■ WHAT YOU SHOULD DO: From the entries below, extract every line that includes the word "retention".

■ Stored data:
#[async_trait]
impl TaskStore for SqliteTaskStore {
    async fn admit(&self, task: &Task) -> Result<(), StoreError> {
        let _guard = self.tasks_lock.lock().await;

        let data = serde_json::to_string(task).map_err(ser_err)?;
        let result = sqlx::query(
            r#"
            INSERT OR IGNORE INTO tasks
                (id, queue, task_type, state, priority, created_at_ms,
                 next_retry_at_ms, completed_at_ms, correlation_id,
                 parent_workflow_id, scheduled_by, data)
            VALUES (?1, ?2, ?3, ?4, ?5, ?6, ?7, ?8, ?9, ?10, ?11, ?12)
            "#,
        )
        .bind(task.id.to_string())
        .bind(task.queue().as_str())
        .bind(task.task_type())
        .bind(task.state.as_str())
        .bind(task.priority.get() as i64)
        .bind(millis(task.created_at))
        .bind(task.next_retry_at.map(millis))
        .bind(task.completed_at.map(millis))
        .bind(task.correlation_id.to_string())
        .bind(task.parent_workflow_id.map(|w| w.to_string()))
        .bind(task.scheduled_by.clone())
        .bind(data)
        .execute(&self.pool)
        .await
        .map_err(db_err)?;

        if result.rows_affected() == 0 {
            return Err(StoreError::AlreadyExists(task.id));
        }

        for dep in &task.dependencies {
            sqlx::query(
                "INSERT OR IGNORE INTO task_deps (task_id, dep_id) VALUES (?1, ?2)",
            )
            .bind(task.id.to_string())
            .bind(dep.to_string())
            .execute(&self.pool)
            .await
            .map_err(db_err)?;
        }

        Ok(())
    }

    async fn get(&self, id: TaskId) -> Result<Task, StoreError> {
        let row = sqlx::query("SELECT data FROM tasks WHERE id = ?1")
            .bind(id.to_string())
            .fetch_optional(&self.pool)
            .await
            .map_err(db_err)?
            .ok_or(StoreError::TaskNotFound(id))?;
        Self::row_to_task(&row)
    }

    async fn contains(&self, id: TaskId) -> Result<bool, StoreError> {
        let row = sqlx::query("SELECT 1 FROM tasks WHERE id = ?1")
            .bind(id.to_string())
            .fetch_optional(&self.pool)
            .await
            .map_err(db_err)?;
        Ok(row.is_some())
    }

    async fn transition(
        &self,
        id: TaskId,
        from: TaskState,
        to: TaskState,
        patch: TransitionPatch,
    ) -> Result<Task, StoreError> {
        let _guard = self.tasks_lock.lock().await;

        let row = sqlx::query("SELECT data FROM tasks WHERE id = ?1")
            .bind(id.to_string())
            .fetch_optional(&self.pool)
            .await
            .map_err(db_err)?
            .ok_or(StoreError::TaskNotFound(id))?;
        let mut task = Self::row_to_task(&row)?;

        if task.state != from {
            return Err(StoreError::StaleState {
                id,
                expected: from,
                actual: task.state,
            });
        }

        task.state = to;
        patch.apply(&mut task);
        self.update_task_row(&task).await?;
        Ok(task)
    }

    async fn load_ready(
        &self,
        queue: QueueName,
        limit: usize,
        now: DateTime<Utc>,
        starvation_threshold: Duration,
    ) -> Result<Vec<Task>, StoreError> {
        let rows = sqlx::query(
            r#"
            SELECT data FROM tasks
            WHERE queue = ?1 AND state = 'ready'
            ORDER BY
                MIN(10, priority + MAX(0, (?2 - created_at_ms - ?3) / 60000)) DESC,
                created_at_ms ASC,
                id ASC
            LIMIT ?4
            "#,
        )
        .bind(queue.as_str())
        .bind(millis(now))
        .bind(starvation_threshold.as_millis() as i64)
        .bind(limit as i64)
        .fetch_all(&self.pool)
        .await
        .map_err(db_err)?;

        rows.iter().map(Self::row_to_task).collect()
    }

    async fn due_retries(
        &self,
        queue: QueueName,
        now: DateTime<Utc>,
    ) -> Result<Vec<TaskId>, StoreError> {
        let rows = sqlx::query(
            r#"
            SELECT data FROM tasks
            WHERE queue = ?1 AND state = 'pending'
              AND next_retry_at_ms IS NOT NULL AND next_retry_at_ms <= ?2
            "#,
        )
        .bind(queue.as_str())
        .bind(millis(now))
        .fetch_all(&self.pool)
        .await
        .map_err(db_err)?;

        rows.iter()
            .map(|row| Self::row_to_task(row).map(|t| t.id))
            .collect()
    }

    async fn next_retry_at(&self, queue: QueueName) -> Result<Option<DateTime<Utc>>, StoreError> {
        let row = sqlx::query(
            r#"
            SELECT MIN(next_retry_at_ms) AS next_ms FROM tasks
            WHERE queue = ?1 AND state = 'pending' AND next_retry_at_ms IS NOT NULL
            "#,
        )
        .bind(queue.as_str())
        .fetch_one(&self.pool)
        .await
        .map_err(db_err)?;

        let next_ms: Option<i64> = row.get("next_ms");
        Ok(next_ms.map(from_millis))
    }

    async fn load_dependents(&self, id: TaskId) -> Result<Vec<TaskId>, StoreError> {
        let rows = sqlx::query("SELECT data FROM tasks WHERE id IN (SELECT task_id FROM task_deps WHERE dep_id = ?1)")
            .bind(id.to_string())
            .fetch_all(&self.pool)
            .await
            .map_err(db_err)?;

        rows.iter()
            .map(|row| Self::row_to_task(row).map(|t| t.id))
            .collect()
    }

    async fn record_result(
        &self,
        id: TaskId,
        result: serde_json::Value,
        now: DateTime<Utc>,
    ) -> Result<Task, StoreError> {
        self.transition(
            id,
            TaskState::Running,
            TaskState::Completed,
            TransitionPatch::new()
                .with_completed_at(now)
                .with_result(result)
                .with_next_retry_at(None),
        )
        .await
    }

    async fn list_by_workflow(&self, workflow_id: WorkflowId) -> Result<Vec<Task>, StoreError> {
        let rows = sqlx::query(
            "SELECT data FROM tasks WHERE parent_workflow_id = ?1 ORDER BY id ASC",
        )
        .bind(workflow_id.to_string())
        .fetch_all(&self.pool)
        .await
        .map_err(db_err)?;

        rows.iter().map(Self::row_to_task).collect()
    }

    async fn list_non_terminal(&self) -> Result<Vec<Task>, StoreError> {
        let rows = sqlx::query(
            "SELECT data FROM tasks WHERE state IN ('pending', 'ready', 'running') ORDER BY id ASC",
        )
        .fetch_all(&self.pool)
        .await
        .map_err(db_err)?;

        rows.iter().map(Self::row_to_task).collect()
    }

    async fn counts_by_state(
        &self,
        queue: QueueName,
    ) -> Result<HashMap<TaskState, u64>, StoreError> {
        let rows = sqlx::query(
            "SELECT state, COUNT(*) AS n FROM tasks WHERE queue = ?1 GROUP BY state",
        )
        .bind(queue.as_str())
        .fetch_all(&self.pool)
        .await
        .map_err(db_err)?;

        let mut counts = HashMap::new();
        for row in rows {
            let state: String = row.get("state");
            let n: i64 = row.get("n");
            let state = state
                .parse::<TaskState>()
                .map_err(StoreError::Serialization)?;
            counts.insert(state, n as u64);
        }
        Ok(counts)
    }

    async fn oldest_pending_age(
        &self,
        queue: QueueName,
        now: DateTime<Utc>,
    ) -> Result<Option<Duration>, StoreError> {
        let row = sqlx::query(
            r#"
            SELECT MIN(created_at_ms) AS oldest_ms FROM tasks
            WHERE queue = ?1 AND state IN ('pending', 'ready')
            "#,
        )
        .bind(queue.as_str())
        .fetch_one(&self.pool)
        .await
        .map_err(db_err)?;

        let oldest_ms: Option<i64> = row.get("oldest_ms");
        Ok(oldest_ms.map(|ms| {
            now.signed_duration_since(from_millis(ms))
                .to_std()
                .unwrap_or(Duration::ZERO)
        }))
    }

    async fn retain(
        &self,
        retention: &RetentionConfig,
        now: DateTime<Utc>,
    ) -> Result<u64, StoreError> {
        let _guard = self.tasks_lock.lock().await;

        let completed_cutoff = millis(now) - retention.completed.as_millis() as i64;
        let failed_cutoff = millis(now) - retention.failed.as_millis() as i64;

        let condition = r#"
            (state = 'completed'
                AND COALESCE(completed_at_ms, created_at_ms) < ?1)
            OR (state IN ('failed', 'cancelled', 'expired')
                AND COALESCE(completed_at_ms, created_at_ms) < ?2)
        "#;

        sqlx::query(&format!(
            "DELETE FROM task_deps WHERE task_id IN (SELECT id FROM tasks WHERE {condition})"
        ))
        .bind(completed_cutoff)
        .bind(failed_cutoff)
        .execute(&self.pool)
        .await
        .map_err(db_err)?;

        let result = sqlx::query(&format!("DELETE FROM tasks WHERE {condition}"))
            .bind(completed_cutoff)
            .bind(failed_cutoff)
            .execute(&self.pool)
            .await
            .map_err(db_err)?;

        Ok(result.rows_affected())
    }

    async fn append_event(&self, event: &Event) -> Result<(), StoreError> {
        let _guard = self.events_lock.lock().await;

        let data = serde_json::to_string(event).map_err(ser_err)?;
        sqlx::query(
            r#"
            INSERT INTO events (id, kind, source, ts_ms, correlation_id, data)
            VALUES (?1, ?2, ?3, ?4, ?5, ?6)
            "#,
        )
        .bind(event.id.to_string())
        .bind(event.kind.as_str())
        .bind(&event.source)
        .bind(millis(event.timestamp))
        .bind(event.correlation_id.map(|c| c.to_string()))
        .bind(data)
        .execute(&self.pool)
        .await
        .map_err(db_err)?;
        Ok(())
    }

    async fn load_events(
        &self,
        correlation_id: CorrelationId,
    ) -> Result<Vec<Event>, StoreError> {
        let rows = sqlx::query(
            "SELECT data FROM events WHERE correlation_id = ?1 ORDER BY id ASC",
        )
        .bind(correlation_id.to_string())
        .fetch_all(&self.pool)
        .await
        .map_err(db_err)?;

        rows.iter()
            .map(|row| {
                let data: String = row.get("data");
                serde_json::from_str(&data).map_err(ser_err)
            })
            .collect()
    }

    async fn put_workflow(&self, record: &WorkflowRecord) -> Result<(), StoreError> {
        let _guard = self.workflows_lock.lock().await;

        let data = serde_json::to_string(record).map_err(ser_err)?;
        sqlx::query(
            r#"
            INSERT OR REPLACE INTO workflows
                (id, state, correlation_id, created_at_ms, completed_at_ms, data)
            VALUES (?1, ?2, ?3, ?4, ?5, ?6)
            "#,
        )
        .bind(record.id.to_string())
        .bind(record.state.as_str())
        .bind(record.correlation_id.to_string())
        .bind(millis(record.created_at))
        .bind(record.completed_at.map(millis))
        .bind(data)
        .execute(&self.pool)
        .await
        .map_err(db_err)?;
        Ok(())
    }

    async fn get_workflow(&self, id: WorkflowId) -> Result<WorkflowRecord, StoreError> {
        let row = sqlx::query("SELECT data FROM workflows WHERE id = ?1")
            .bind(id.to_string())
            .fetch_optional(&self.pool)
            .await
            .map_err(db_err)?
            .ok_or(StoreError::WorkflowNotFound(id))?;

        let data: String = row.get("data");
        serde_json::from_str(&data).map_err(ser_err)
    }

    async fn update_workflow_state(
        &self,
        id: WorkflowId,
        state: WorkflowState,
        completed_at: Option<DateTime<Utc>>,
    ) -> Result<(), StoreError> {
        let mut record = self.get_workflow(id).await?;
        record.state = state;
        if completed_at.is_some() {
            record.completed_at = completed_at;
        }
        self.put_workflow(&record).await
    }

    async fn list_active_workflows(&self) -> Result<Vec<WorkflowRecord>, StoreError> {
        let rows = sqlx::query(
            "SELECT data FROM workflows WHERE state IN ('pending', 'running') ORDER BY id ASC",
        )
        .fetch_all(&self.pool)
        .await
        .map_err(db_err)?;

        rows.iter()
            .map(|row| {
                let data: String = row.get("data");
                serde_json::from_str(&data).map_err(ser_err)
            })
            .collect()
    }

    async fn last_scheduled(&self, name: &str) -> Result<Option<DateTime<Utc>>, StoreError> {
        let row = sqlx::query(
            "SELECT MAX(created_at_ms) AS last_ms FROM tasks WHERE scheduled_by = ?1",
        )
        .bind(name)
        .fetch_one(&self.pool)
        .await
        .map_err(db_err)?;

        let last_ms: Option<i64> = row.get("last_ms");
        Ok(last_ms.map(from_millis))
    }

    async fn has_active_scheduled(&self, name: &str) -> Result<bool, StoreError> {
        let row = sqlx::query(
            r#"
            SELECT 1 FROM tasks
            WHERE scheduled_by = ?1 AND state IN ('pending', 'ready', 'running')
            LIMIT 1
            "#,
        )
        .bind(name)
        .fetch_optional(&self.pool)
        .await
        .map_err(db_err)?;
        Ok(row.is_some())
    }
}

■ SOLUTION TO THIS TASK:
        retention: &RetentionConfig,
        let completed_cutoff = millis(now) - retention.completed.as_millis() as i64;
        let failed_cutoff = millis(now) - retention.failed.as_millis() as i64;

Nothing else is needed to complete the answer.